- Opening Delimiter -

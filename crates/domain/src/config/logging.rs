use serde::{Deserialize, Serialize};

#[derive(Debug, Clone, Deserialize, Serialize)]
pub struct LoggingConfig {
    /// Filter directive handed to the tracing subscriber when `RUST_LOG` is unset
    #[serde(default = "default_log_level")]
    pub level: String,

    /// Colour escapes in log lines; turn off when stderr is captured to a file
    #[serde(default = "default_ansi")]
    pub ansi: bool,
}

impl Default for LoggingConfig {
    fn default() -> Self {
        Self {
            level: default_log_level(),
            ansi: default_ansi(),
        }
    }
}

fn default_log_level() -> String {
    "info".to_string()
}

fn default_ansi() -> bool {
    true
}
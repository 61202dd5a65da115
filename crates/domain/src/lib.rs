//! Inverse Query Domain Layer
pub mod config;
pub mod dns_header;
pub mod dns_record;
pub mod errors;
pub mod req_action;

pub use config::{CliOverrides, Config, ConfigError};
pub use dns_header::{Opcode, ResponseCode, HEADER_LEN};
pub use dns_record::RecordType;
pub use errors::{DomainError, WireError};
pub use req_action::ReqAction;
pub mod config;
pub mod logging;

pub use config::load_config;
pub use logging::init_logging;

- Closing Delimiter -

Reproduce the entries above in full and exactly.

filename crates/domain/src/config/logging.rs
use serde::{Deserialize, Serialize};

#[derive(Debug, Clone, Deserialize, Serialize)]
pub struct LoggingConfig {
    /// Filter directive handed to the tracing subscriber when `RUST_LOG` is unset
    #[serde(default = "default_log_level")]
    pub level: String,

    /// Colour escapes in log lines; turn off when stderr is captured to a file
    #[serde(default = "default_ansi")]
    pub ansi: bool,
}

impl Default for LoggingConfig {
    fn default() -> Self {
        Self {
            level: default_log_level(),
            ansi: default_ansi(),
        }
    }
}

fn default_log_level() -> String {
    "info".to_string()
}

fn default_ansi() -> bool {
    true
}
repository 61202dd5a65da115
filename crates/domain/src/lib.rs
//! Inverse Query Domain Layer
pub mod config;
pub mod dns_header;
pub mod dns_record;
pub mod errors;
pub mod req_action;

pub use config::{CliOverrides, Config, ConfigError};
pub use dns_header::{Opcode, ResponseCode, HEADER_LEN};
pub use dns_record::RecordType;
pub use errors::{DomainError, WireError};
pub use req_action::ReqAction;
pub mod config;
pub mod logging;

pub use config::load_config;
pub use logging::init_logging;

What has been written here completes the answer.